Another area of post-war anxiety that was also tied to perceptions of homosexuality is economic instability. In addition to keeping men in line, post-war fears of queerness were linked to domestic failure. Ehrenreich references a 1966 case study in the American Journal of Psychiatry which argues that pressures to provide for the family can cause “psychoneurotic illness, with latent homosexual features” (21). Economic instability, or being an ineffectual provider, plagues many of Jackson’s male characters. For example, Castle’s Uncle Julian is completely dependent on his niece Constance at the start of the book. Fixated on the past, Julian regularly revisits his economic dependence on his wealthy brother John, whom he describes as “overly fond of the world’s goods” (92). Julian’s memories often focus on consumption, “My brother sometimes remarked upon what we ate, my wife and I,” while by contrast, his nephew Thomas, John’s heir, “ate hugely” (48).
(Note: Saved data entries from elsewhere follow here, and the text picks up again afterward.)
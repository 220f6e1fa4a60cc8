// ABOUTME: SQLite-backed throttle store so rate limits survive restarts
// ABOUTME: One row per (scope, id) holding the window reset time and use count

use super::{apply_window, Clock, SystemClock, ThrottleObject, ThrottlePolicy, ThrottleResult, ThrottleStore};
use crate::events::EventFiring;
use anyhow::{Context, Result};
use async_trait::async_trait;
use rusqlite::{params, Connection};
use std::path::Path;
use std::sync::{Arc, Mutex};

#[derive(Clone)]
pub struct SqliteThrottleStore {
    db: Arc<Mutex<Connection>>,
    clock: Arc<dyn Clock>,
}

impl SqliteThrottleStore {
    /// Open (or create) the throttle database at `path`
    pub fn open<P: AsRef<Path>>(path: P) -> Result<Self> {
        let path = path.as_ref();
        if let Some(parent) = path.parent() {
            if !parent.as_os_str().is_empty() {
                std::fs::create_dir_all(parent)
                    .context("Failed to create throttle database directory")?;
            }
        }
        let conn = Connection::open(path).context("Failed to open SQLite database")?;
        tracing::info!(db = %path.display(), "Throttle store initialized");
        Self::from_connection(conn)
    }

    pub fn in_memory() -> Result<Self> {
        let conn = Connection::open_in_memory().context("Failed to open SQLite database")?;
        Self::from_connection(conn)
    }

    fn from_connection(conn: Connection) -> Result<Self> {
        conn.execute(
            "CREATE TABLE IF NOT EXISTS throttles (
                scope TEXT NOT NULL,
                id TEXT NOT NULL,
                reset INTEGER NOT NULL,
                uses INTEGER NOT NULL,
                PRIMARY KEY (scope, id)
            )",
            [],
        )?;

        Ok(Self {
            db: Arc::new(Mutex::new(conn)),
            clock: Arc::new(SystemClock),
        })
    }

    pub fn with_clock(mut self, clock: Arc<dyn Clock>) -> Self {
        self.clock = clock;
        self
    }

    /// Delete rows whose window has ended. Returns how many were removed.
    pub fn flush_expired(&self) -> Result<usize> {
        let now = self.clock.now_millis();
        let removed = self.lock()?.execute("DELETE FROM throttles WHERE reset <= ?1", params![now])?;
        Ok(removed)
    }

    fn lock(&self) -> Result<std::sync::MutexGuard<'_, Connection>> {
        self.db
            .lock()
            .map_err(|e| anyhow::anyhow!("Database mutex poisoned: {}", e))
    }
}

fn read_row(conn: &Connection, scope: &str, id: &str) -> Result<Option<ThrottleObject>> {
    let mut stmt = conn.prepare("SELECT reset, uses FROM throttles WHERE scope = ?1 AND id = ?2")?;

    let throttle = stmt.query_row(params![scope, id], |row| {
        Ok(ThrottleObject {
            reset: row.get(0)?,
            uses: row.get(1)?,
        })
    });

    match throttle {
        Ok(t) => Ok(Some(t)),
        Err(rusqlite::Error::QueryReturnedNoRows) => Ok(None),
        Err(e) => Err(e.into()),
    }
}

fn write_row(conn: &Connection, scope: &str, id: &str, object: ThrottleObject) -> Result<()> {
    conn.execute(
        "INSERT INTO throttles (scope, id, reset, uses) VALUES (?1, ?2, ?3, ?4)
         ON CONFLICT(scope, id) DO UPDATE SET reset = excluded.reset, uses = excluded.uses",
        params![scope, id, object.reset, object.uses],
    )?;
    Ok(())
}

#[async_trait]
impl ThrottleStore for SqliteThrottleStore {
    fn now_millis(&self) -> i64 {
        self.clock.now_millis()
    }

    async fn get(&self, scope: &str, id: &str) -> Result<Option<ThrottleObject>> {
        let conn = self.lock()?;
        read_row(&conn, scope, id)
    }

    async fn set(&self, scope: &str, id: &str, object: ThrottleObject) -> Result<()> {
        let conn = self.lock()?;
        write_row(&conn, scope, id, object)
    }

    async fn remove(&self, scope: &str, id: &str) -> Result<()> {
        self.lock()?.execute(
            "DELETE FROM throttles WHERE scope = ?1 AND id = ?2",
            params![scope, id],
        )?;
        Ok(())
    }

    async fn throttle(
        &self,
        scope: &str,
        policy: &ThrottlePolicy,
        id: &str,
        _firing: Option<&EventFiring>,
    ) -> Result<ThrottleResult> {
        let now = self.clock.now_millis();
        let mut db = self.lock()?;
        let tx = db.transaction().context("Failed to start throttle transaction")?;
        let (result, write) = apply_window(read_row(&tx, scope, id)?, policy, now);
        if let Some(object) = write {
            write_row(&tx, scope, id, object)?;
        }
        tx.commit().context("Failed to commit throttle update")?;
        Ok(result)
    }
}
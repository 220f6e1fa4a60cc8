// ABOUTME: Configuration parsing from TOML file with environment variable overrides
// ABOUTME: Validates required fields and provides sensible defaults for optional ones

use crate::paths;
use anyhow::{Context, Result};
use ordo_core::config::ClientConfig;
use serde::{Deserialize, Serialize};
use std::net::SocketAddr;
use std::path::{Path, PathBuf};

#[derive(Debug, Clone, Default, Serialize, Deserialize)]
pub struct Config {
    /// Prefixes, elevated users and ignored authors for the command handler
    #[serde(default)]
    pub bot: ClientConfig,
    #[serde(default)]
    pub throttle: ThrottleConfig,
    #[serde(default)]
    pub logging: LoggingConfig,
    #[serde(default)]
    pub metrics: MetricsConfig,
    #[serde(default)]
    pub console: ConsoleConfig,
}

#[derive(Debug, Clone, Copy, Default, PartialEq, Eq, Serialize, Deserialize)]
#[serde(rename_all = "lowercase")]
pub enum ThrottleBackend {
    #[default]
    Memory,
    Sqlite,
}

impl std::str::FromStr for ThrottleBackend {
    type Err = anyhow::Error;

    fn from_str(s: &str) -> Result<Self> {
        match s.trim().to_lowercase().as_str() {
            "memory" => Ok(Self::Memory),
            "sqlite" => Ok(Self::Sqlite),
            other => anyhow::bail!("Unknown throttle backend '{}' (expected memory or sqlite)", other),
        }
    }
}

#[derive(Debug, Clone, Default, Serialize, Deserialize)]
pub struct ThrottleConfig {
    #[serde(default)]
    pub backend: ThrottleBackend,
    /// SQLite database file; defaults to the XDG data directory
    #[serde(skip_serializing_if = "Option::is_none")]
    pub path: Option<String>,
}

impl ThrottleConfig {
    pub fn db_path(&self) -> PathBuf {
        self.path
            .as_deref()
            .map(expand_tilde)
            .unwrap_or_else(paths::throttle_db)
    }
}

#[derive(Debug, Clone, Copy, Default, PartialEq, Eq, Serialize, Deserialize)]
#[serde(rename_all = "lowercase")]
pub enum LogFormat {
    #[default]
    Pretty,
    Json,
}

#[derive(Debug, Clone, Default, Serialize, Deserialize)]
pub struct LoggingConfig {
    #[serde(default)]
    pub format: LogFormat,
    /// Also write daily-rotated logs into the data directory
    #[serde(default)]
    pub file: bool,
}

#[derive(Debug, Clone, Default, Serialize, Deserialize)]
pub struct MetricsConfig {
    /// Address for the Prometheus scrape endpoint; disabled when unset
    #[serde(skip_serializing_if = "Option::is_none")]
    pub addr: Option<String>,
}

impl MetricsConfig {
    pub fn socket_addr(&self) -> Result<Option<SocketAddr>> {
        self.addr
            .as_deref()
            .map(|addr| {
                addr.parse::<SocketAddr>()
                    .with_context(|| format!("metrics.addr must be host:port, got: {}", addr))
            })
            .transpose()
    }
}

#[derive(Debug, Clone, Serialize, Deserialize)]
pub struct ConsoleConfig {
    /// User id console input is attributed to
    #[serde(default = "default_console_user")]
    pub user_id: String,
    #[serde(default = "default_console_channel")]
    pub channel_id: String,
}

impl Default for ConsoleConfig {
    fn default() -> Self {
        Self {
            user_id: default_console_user(),
            channel_id: default_console_channel(),
        }
    }
}

fn default_console_user() -> String {
    "console".to_string()
}

fn default_console_channel() -> String {
    "console".to_string()
}

fn expand_tilde(path: &str) -> PathBuf {
    if let Some(rest) = path.strip_prefix("~/") {
        if let Some(dirs) = directories::BaseDirs::new() {
            return dirs.home_dir().join(rest);
        }
        tracing::warn!("Failed to expand tilde: could not determine home directory");
    }
    PathBuf::from(path)
}

fn split_list(val: &str) -> Vec<String> {
    val.split(',')
        .map(|s| s.trim().to_string())
        .filter(|s| !s.is_empty())
        .collect()
}

impl Config {
    /// Find the config file, checking multiple locations in order:
    /// 1. ORDO_CONFIG_PATH env var (if set)
    /// 2. ./config.toml (current directory - for development)
    /// 3. ~/.config/ordo/config.toml (XDG config dir)
    fn find_config_file() -> Option<PathBuf> {
        if let Ok(env_path) = std::env::var("ORDO_CONFIG_PATH") {
            let path = PathBuf::from(&env_path);
            if path.exists() {
                return Some(path);
            }
        }

        let local_config = PathBuf::from("config.toml");
        if local_config.exists() {
            return Some(local_config);
        }

        let xdg_config = paths::config_file();
        if xdg_config.exists() {
            return Some(xdg_config);
        }

        None
    }

    /// Load configuration with environment variable overrides.
    /// Searches: ORDO_CONFIG_PATH env var, ./config.toml, then ~/.config/ordo/config.toml
    pub fn load() -> Result<Self> {
        Self::load_from(None)
    }

    /// Like [`Config::load`], but an explicit path must exist and wins over the search
    pub fn load_from(explicit: Option<&Path>) -> Result<Self> {
        let path = match explicit {
            Some(path) => {
                if !path.exists() {
                    anyhow::bail!("Config file not found: {}", path.display());
                }
                Some(path.to_path_buf())
            }
            None => Self::find_config_file(),
        };

        let mut config = if let Some(config_path) = path {
            tracing::info!(path = %config_path.display(), "Loading configuration from file");
            let content = std::fs::read_to_string(&config_path)
                .with_context(|| format!("Failed to read {}", config_path.display()))?;
            toml::from_str::<Config>(&content)
                .with_context(|| format!("Failed to parse {}", config_path.display()))?
        } else {
            tracing::info!("No config file found, using environment variables and defaults");
            Config::default()
        };

        config.apply_env()?;
        config.validate()?;
        Ok(config)
    }

    fn apply_env(&mut self) -> Result<()> {
        if let Ok(val) = std::env::var("ORDO_PREFIX") {
            self.bot.prefix = split_list(&val);
        }
        if let Ok(val) = std::env::var("ORDO_ELEVATED") {
            self.bot.elevated = split_list(&val);
        }
        if let Ok(val) = std::env::var("ORDO_THROTTLE_BACKEND") {
            self.throttle.backend = val
                .parse()
                .context("ORDO_THROTTLE_BACKEND is invalid")?;
        }
        if let Ok(val) = std::env::var("ORDO_THROTTLE_PATH") {
            self.throttle.path = Some(val);
        }
        if let Ok(val) = std::env::var("ORDO_LOG_FORMAT") {
            self.logging.format = match val.trim().to_lowercase().as_str() {
                "json" => LogFormat::Json,
                "pretty" => LogFormat::Pretty,
                other => anyhow::bail!("ORDO_LOG_FORMAT must be pretty or json, got: {}", other),
            };
        }
        if let Ok(val) = std::env::var("ORDO_METRICS_ADDR") {
            self.metrics.addr = Some(val).filter(|v| !v.trim().is_empty());
        }
        if let Ok(val) = std::env::var("ORDO_CONSOLE_USER") {
            self.console.user_id = val;
        }
        Ok(())
    }

    fn validate(&mut self) -> Result<()> {
        self.bot.prefix.retain(|p| !p.is_empty());
        if self.bot.prefix.is_empty() && !self.bot.mention_prefix {
            anyhow::bail!(
                "bot.prefix is required unless bot.mention_prefix is enabled (set in config.toml or ORDO_PREFIX env var)"
            );
        }
        if self.console.user_id.trim().is_empty() {
            anyhow::bail!("console.user_id must not be empty");
        }
        self.metrics.socket_addr()?;
        Ok(())
    }
}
As a male, Julian exists within the hegemonic power structure, but his economic dependence and inability to provide for his wife feminizes him. In fact, he is equal to his wife in his brother’s patriarchal system. Jackson featured such ideas as early as the 1940 story “Had We But World Enough,” published in her college literary journal. In the story, young lovers dream of possible domestic bliss. In response to the girl’s argument that, “All you have to do is get a job,” the boy responds, “I guess I’m a pretty lousy specimen” (28), his scientific language here evoking ideas of incorrect classification. Jackson also revisits such a conversation in “The Root of Evil” (1953), where a man’s financial instability becomes a comment on his masculinity (126-27). One post-war psychoanalyst invented the term “pseudohomosexuality” to describe an “‘adaptive failure’ to meet the standards of masculine conformity,” which results in “a subconscious slide toward a homosexual identity,” eventually leading to full homosexuality (Ehrenreich 24-25).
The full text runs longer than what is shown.